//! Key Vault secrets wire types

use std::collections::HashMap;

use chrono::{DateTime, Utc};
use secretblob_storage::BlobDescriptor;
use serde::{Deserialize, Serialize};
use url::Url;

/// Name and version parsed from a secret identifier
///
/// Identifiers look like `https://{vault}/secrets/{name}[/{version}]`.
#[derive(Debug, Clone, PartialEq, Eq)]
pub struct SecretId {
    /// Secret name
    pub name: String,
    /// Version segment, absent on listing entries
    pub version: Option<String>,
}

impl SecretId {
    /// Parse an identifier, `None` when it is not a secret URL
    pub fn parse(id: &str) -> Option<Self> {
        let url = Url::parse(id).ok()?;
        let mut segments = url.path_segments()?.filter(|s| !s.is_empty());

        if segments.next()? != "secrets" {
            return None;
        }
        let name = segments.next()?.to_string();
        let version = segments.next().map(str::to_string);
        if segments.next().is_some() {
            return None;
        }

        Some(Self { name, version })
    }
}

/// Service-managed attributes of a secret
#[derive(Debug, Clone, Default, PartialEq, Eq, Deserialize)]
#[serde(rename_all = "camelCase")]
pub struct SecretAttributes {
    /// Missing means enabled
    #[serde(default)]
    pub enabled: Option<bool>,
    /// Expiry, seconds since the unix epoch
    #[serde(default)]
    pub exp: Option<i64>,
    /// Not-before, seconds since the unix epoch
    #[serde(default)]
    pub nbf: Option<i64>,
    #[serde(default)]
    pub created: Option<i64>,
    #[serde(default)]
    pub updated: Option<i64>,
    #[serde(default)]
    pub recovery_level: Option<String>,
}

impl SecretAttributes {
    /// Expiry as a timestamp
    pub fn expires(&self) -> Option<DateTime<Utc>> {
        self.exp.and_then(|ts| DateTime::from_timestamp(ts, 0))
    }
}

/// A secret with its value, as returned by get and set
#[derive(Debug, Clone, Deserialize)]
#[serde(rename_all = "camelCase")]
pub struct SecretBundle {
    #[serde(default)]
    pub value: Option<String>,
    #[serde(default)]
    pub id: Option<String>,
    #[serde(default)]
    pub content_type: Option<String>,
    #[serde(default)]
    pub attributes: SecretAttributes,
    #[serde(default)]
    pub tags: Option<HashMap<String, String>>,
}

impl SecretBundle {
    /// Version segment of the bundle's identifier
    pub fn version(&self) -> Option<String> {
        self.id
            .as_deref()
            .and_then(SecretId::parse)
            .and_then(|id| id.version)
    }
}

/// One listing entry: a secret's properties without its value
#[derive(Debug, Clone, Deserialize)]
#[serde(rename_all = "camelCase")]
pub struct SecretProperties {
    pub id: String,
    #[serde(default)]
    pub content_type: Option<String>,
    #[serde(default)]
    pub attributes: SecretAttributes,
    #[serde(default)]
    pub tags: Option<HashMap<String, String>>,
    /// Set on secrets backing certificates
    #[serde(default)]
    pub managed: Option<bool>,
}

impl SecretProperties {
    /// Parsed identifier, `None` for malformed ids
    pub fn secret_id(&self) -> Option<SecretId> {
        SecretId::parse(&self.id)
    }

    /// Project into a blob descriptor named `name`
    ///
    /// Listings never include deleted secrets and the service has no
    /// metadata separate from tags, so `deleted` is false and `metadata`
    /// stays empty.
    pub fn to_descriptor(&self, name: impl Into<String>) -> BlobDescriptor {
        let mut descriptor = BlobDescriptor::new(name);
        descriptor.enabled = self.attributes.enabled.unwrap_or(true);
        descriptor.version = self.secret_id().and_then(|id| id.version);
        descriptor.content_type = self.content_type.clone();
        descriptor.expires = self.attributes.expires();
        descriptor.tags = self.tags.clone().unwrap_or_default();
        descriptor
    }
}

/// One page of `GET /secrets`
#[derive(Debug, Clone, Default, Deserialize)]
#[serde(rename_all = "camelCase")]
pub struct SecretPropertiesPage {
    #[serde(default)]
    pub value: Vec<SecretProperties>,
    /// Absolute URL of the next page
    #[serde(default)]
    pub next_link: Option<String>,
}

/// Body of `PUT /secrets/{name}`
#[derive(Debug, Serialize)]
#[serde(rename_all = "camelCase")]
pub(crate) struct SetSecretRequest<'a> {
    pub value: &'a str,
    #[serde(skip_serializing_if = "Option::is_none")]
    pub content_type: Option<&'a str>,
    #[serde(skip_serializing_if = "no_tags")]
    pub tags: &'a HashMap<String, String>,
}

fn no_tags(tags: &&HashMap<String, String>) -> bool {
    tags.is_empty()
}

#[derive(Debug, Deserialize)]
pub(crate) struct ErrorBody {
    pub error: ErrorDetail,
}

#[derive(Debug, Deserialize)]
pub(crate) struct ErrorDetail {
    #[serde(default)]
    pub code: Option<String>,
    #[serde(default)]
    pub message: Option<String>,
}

**WHAT IS BEING ASKED**
For the word "seconds", find all matching lines in the entries above and copy them out.

**ANSWER TO THIS EXERCISE**
    /// Expiry, seconds since the unix epoch
    /// Not-before, seconds since the unix epoch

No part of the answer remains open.